> [Data for this task]:
━━━━━━━━━━━━━━━━

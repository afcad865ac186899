//! QUIC transport
//!
//! One bidirectional QUIC stream per logical stream, multiplexed over a
//! [`SlotPool`] of QUIC connections. TLS 1.3 with mutual authentication and
//! ALPN `tunnelrat`; idle connections are kept alive by the QUIC runtime.

use super::{BoxStream, StreamOpener};
use crate::config::{PoolConfig, TlsConfig, TransportKind};
use crate::error::{PoolError, TunnelError};
use crate::pool::{ConnState, Connector, PhysicalConn, SlotPool};
use crate::protocol::Address;
use anyhow::{Context as _, Result};
use async_trait::async_trait;
use quinn::crypto::rustls::{QuicClientConfig, QuicServerConfig};
use quinn::{ConnectionError, Endpoint, TransportConfig, VarInt};
use std::io;
use std::net::{Ipv4Addr, Ipv6Addr, SocketAddr};
use std::pin::Pin;
use std::sync::Arc;
use std::task::{Context, Poll};
use std::time::Duration;
use tokio::io::{AsyncRead, AsyncWrite, ReadBuf};
use tracing::debug;

/// Idle timeout as a multiple of the keep-alive interval
const IDLE_FACTOR: u32 = 3;

/// Keep-alive interval actually used; zero would disable keep-alive
fn effective_keepalive(keepalive: Duration) -> Duration {
    if keepalive.is_zero() {
        Duration::from_secs(15)
    } else {
        keepalive
    }
}

/// Transport parameters shared by both sides
pub fn transport_config(keepalive: Duration) -> Arc<TransportConfig> {
    let mut config = TransportConfig::default();
    let keepalive = effective_keepalive(keepalive);
    let idle_ms = (keepalive * IDLE_FACTOR).as_millis().min(u32::MAX as u128) as u32;

    config
        .max_concurrent_bidi_streams(VarInt::from_u32(1024))
        .max_concurrent_uni_streams(VarInt::from_u32(0))
        .keep_alive_interval(Some(keepalive))
        .max_idle_timeout(Some(VarInt::from_u32(idle_ms).into()));

    Arc::new(config)
}

/// Client-side QUIC config with the client certificate from `tls`
pub fn client_config(tls: &TlsConfig, keepalive: Duration) -> Result<quinn::ClientConfig> {
    let rustls = crate::tls::client_config(tls, &[crate::tls::ALPN_QUIC])?;
    let crypto = QuicClientConfig::try_from(rustls).context("TLS config unusable for QUIC")?;
    let mut config = quinn::ClientConfig::new(Arc::new(crypto));
    config.transport_config(transport_config(keepalive));
    Ok(config)
}

/// Server-side QUIC config requiring a client certificate
pub fn server_config(tls: &TlsConfig, keepalive: Duration) -> Result<quinn::ServerConfig> {
    let rustls = crate::tls::server_config(tls, &[crate::tls::ALPN_QUIC])?;
    let crypto = QuicServerConfig::try_from(rustls).context("TLS config unusable for QUIC")?;
    let mut config = quinn::ServerConfig::with_crypto(Arc::new(crypto));
    config.transport_config(transport_config(keepalive));
    Ok(config)
}

/// Pooled QUIC connection
#[derive(Clone, Debug)]
pub struct QuicConn {
    conn: quinn::Connection,
    /// Keeps the UDP socket alive as long as the connection
    _endpoint: Endpoint,
}

impl QuicConn {
    /// Open a new bidirectional stream
    pub async fn open(&self) -> Result<QuicStream, TunnelError> {
        match self.conn.open_bi().await {
            Ok((send, recv)) => Ok(QuicStream::new(send, recv)),
            Err(e) if !self.is_ready() => Err(PoolError::Transient(e.to_string()).into()),
            Err(e) => Err(TunnelError::Transport(format!("open QUIC stream: {}", e))),
        }
    }
}

impl PhysicalConn for QuicConn {
    fn state(&self) -> ConnState {
        match self.conn.close_reason() {
            None => ConnState::Ready,
            Some(ConnectionError::LocallyClosed)
            | Some(ConnectionError::ApplicationClosed(_))
            | Some(ConnectionError::ConnectionClosed(_)) => ConnState::Shutdown,
            Some(_) => ConnState::Dead,
        }
    }

    fn close(&self) {
        self.conn.close(VarInt::from_u32(0), b"close");
    }
}

/// One bidirectional QUIC stream
#[derive(Debug)]
pub struct QuicStream {
    send: quinn::SendStream,
    recv: quinn::RecvStream,
}

impl QuicStream {
    /// Join the halves of a bidirectional stream
    pub fn new(send: quinn::SendStream, recv: quinn::RecvStream) -> Self {
        QuicStream { send, recv }
    }
}

impl AsyncRead for QuicStream {
    fn poll_read(
        mut self: Pin<&mut Self>,
        cx: &mut Context<'_>,
        buf: &mut ReadBuf<'_>,
    ) -> Poll<io::Result<()>> {
        AsyncRead::poll_read(Pin::new(&mut self.recv), cx, buf)
    }
}

impl AsyncWrite for QuicStream {
    fn poll_write(
        mut self: Pin<&mut Self>,
        cx: &mut Context<'_>,
        buf: &[u8],
    ) -> Poll<io::Result<usize>> {
        AsyncWrite::poll_write(Pin::new(&mut self.send), cx, buf)
    }

    fn poll_flush(mut self: Pin<&mut Self>, cx: &mut Context<'_>) -> Poll<io::Result<()>> {
        AsyncWrite::poll_flush(Pin::new(&mut self.send), cx)
    }

    fn poll_shutdown(mut self: Pin<&mut Self>, cx: &mut Context<'_>) -> Poll<io::Result<()>> {
        AsyncWrite::poll_shutdown(Pin::new(&mut self.send), cx)
    }
}

/// Dials QUIC connections for the pool; each gets its own UDP socket
pub struct QuicConnector {
    remote: Address,
    server_name: String,
    config: quinn::ClientConfig,
}

#[async_trait]
impl Connector for QuicConnector {
    type Conn = QuicConn;

    async fn connect(&self) -> Result<QuicConn> {
        let addr = self
            .remote
            .resolve()
            .await
            .with_context(|| format!("Failed to resolve {}", self.remote))?;
        let bind: SocketAddr = if addr.is_ipv4() {
            (Ipv4Addr::UNSPECIFIED, 0).into()
        } else {
            (Ipv6Addr::UNSPECIFIED, 0).into()
        };

        let endpoint = Endpoint::client(bind).context("Failed to bind QUIC endpoint")?;
        let conn = endpoint
            .connect_with(self.config.clone(), addr, &self.server_name)
            .context("Invalid QUIC connect parameters")?
            .await
            .with_context(|| format!("QUIC handshake with {} failed", self.remote))?;

        debug!("QUIC connection established to {}", self.remote);
        Ok(QuicConn {
            conn,
            _endpoint: endpoint,
        })
    }

    fn remote(&self) -> String {
        self.remote.to_string()
    }
}

/// Opens QUIC streams on pooled connections
pub struct QuicOpener {
    pool: Arc<SlotPool<QuicConnector>>,
}

impl QuicOpener {
    /// Create an opener; connections are dialed on first use
    pub fn new(remote: Address, tls: &TlsConfig, pool: PoolConfig) -> Result<Self> {
        let config = client_config(tls, pool.keepalive_interval())?;
        let server_name = tls.server_name.clone().unwrap_or_else(|| remote.host());
        let connector = QuicConnector {
            remote,
            server_name,
            config,
        };
        Ok(QuicOpener {
            pool: SlotPool::new(connector, pool),
        })
    }

    /// Pool backing this opener
    pub fn pool(&self) -> &Arc<SlotPool<QuicConnector>> {
        &self.pool
    }
}

#[async_trait]
impl StreamOpener for QuicOpener {
    async fn open(&self, _dst: &Address) -> Result<BoxStream, TunnelError> {
        let conn = self.pool.acquire().await?;
        Ok(Box::new(conn.open().await?))
    }

    async fn close(&self) {
        self.pool.close().await;
    }

    fn kind(&self) -> TransportKind {
        TransportKind::Quic
    }
}
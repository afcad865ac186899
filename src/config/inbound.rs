//! Local proxy configuration
//!
//! Timeouts for the SOCKS5/HTTP inbound listeners and relay buffer sizing.

use crate::helper::{
    DEFAULT_BUFFER_SIZE, DEFAULT_DIAL_TIMEOUT_SECS, DEFAULT_HANDSHAKE_TIMEOUT_SECS,
    DEFAULT_MAX_CACHED_BUFFERS,
};
use serde::{Deserialize, Serialize};
use std::time::Duration;

/// Default handshake timeout
fn default_handshake_timeout() -> u64 {
    DEFAULT_HANDSHAKE_TIMEOUT_SECS
}

/// Default dial timeout
fn default_dial_timeout() -> u64 {
    DEFAULT_DIAL_TIMEOUT_SECS
}

/// Inbound listener settings
#[derive(Debug, Serialize, Deserialize, Clone, PartialEq)]
pub struct InboundConfig {
    /// Deadline for the whole SOCKS5/HTTP handshake, in seconds
    #[serde(default = "default_handshake_timeout")]
    pub handshake_timeout_secs: u64,

    /// Deadline for obtaining an outbound stream, in seconds
    #[serde(default = "default_dial_timeout")]
    pub dial_timeout_secs: u64,
}

impl Default for InboundConfig {
    fn default() -> Self {
        InboundConfig {
            handshake_timeout_secs: default_handshake_timeout(),
            dial_timeout_secs: default_dial_timeout(),
        }
    }
}

impl InboundConfig {
    /// Handshake timeout as a duration
    pub fn handshake_timeout(&self) -> Duration {
        Duration::from_secs(self.handshake_timeout_secs)
    }

    /// Dial timeout as a duration
    pub fn dial_timeout(&self) -> Duration {
        Duration::from_secs(self.dial_timeout_secs)
    }
}

/// Default relay buffer size
fn default_buffer_size() -> usize {
    DEFAULT_BUFFER_SIZE
}

/// Default number of cached buffers
fn default_max_cached_buffers() -> usize {
    DEFAULT_MAX_CACHED_BUFFERS
}

/// Relay buffer pool settings
#[derive(Debug, Serialize, Deserialize, Clone, PartialEq)]
pub struct RelayConfig {
    /// Size of every relay buffer in bytes
    #[serde(default = "default_buffer_size")]
    pub buffer_size: usize,

    /// Idle buffers kept for reuse
    #[serde(default = "default_max_cached_buffers")]
    pub max_cached_buffers: usize,
}

impl Default for RelayConfig {
    fn default() -> Self {
        RelayConfig {
            buffer_size: default_buffer_size(),
            max_cached_buffers: default_max_cached_buffers(),
        }
    }
}
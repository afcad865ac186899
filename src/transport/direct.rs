//! Built-in `direct` and `reject` outbounds

use super::{connect_tcp, BoxStream, SocketOpts, StreamDialer};
use crate::error::TunnelError;
use crate::protocol::Address;
use async_trait::async_trait;
use std::time::Duration;

/// Connects straight to the destination
#[derive(Debug, Clone)]
pub struct DirectDialer {
    socket_opts: SocketOpts,
    connect_timeout: Duration,
}

impl DirectDialer {
    /// Create a dialer bounded by `connect_timeout`
    pub fn new(socket_opts: SocketOpts, connect_timeout: Duration) -> Self {
        DirectDialer {
            socket_opts,
            connect_timeout,
        }
    }
}

#[async_trait]
impl StreamDialer for DirectDialer {
    async fn dial(&self, dst: &Address) -> Result<BoxStream, TunnelError> {
        let stream = connect_tcp(dst, &self.socket_opts, self.connect_timeout).await?;
        Ok(Box::new(stream))
    }

    async fn close(&self) {}
}

/// Refuses every destination
#[derive(Debug, Clone, Default)]
pub struct RejectDialer;

#[async_trait]
impl StreamDialer for RejectDialer {
    async fn dial(&self, dst: &Address) -> Result<BoxStream, TunnelError> {
        Err(TunnelError::Rejected(dst.to_string()))
    }

    async fn close(&self) {}
}

#[cfg(test)]
mod tests {
    use super::*;

    #[tokio::test]
    async fn test_direct_dialer() {
        let listener = tokio::net::TcpListener::bind("127.0.0.1:0").await.unwrap();
        let dst = Address::from(listener.local_addr().unwrap());
        let dialer = DirectDialer::new(SocketOpts::default(), Duration::from_secs(1));
        let (stream, accepted) = tokio::join!(dialer.dial(&dst), listener.accept());
        assert!(stream.is_ok());
        assert!(accepted.is_ok());
    }

    #[tokio::test]
    async fn test_reject_dialer() {
        let dst = Address::parse("example.com:443").unwrap();
        let err = RejectDialer.dial(&dst).await.unwrap_err();
        assert!(matches!(err, TunnelError::Rejected(ref s) if s == "example.com:443"));
    }
}
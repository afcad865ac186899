//! Pool statistics
//!
//! Lock-free counters updated on the hot path and read as a snapshot.

use std::sync::atomic::{AtomicUsize, Ordering};

/// Statistics for a connection pool
#[derive(Debug, Default)]
pub struct PoolStats {
    /// Physical connections established
    pub total_created: AtomicUsize,
    /// Failed physical dial attempts
    pub total_failed: AtomicUsize,
    /// Connections found dead and replaced
    pub total_dead: AtomicUsize,
    /// Connections closed after idling
    pub total_expired: AtomicUsize,
    /// Successful acquisitions
    pub total_acquired: AtomicUsize,
    /// Acquisitions that ended in a transient error
    pub total_transient: AtomicUsize,
}

impl PoolStats {
    /// Create new pool stats
    pub fn new() -> Self {
        Self::default()
    }

    /// Record a physical connection creation
    pub fn record_created(&self) {
        self.total_created.fetch_add(1, Ordering::Relaxed);
    }

    /// Record a failed dial
    pub fn record_failed(&self) {
        self.total_failed.fetch_add(1, Ordering::Relaxed);
    }

    /// Record a dead connection being dropped
    pub fn record_dead(&self) {
        self.total_dead.fetch_add(1, Ordering::Relaxed);
    }

    /// Record an idle connection expiration
    pub fn record_expired(&self) {
        self.total_expired.fetch_add(1, Ordering::Relaxed);
    }

    /// Record a connection handed to a caller
    pub fn record_acquired(&self) {
        self.total_acquired.fetch_add(1, Ordering::Relaxed);
    }

    /// Record an acquisition that found nothing ready
    pub fn record_transient(&self) {
        self.total_transient.fetch_add(1, Ordering::Relaxed);
    }

    /// Get current stats snapshot
    pub fn snapshot(&self) -> PoolStatsSnapshot {
        PoolStatsSnapshot {
            total_created: self.total_created.load(Ordering::Relaxed),
            total_failed: self.total_failed.load(Ordering::Relaxed),
            total_dead: self.total_dead.load(Ordering::Relaxed),
            total_expired: self.total_expired.load(Ordering::Relaxed),
            total_acquired: self.total_acquired.load(Ordering::Relaxed),
            total_transient: self.total_transient.load(Ordering::Relaxed),
        }
    }
}

/// Snapshot of pool statistics
#[allow(missing_docs)]
#[derive(Debug, Clone, Default, PartialEq, Eq)]
pub struct PoolStatsSnapshot {
    pub total_created: usize,
    pub total_failed: usize,
    pub total_dead: usize,
    pub total_expired: usize,
    pub total_acquired: usize,
    pub total_transient: usize,
}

━━━━━━━━━━━━━━━━

> [Exercise]:
Pick out and copy the lines of the entries that hold the string "unusable".

> [Solution to the exercise]:
    let crypto = QuicClientConfig::try_from(rustls).context("TLS config unusable for QUIC")?;
    let crypto = QuicServerConfig::try_from(rustls).context("TLS config unusable for QUIC")?;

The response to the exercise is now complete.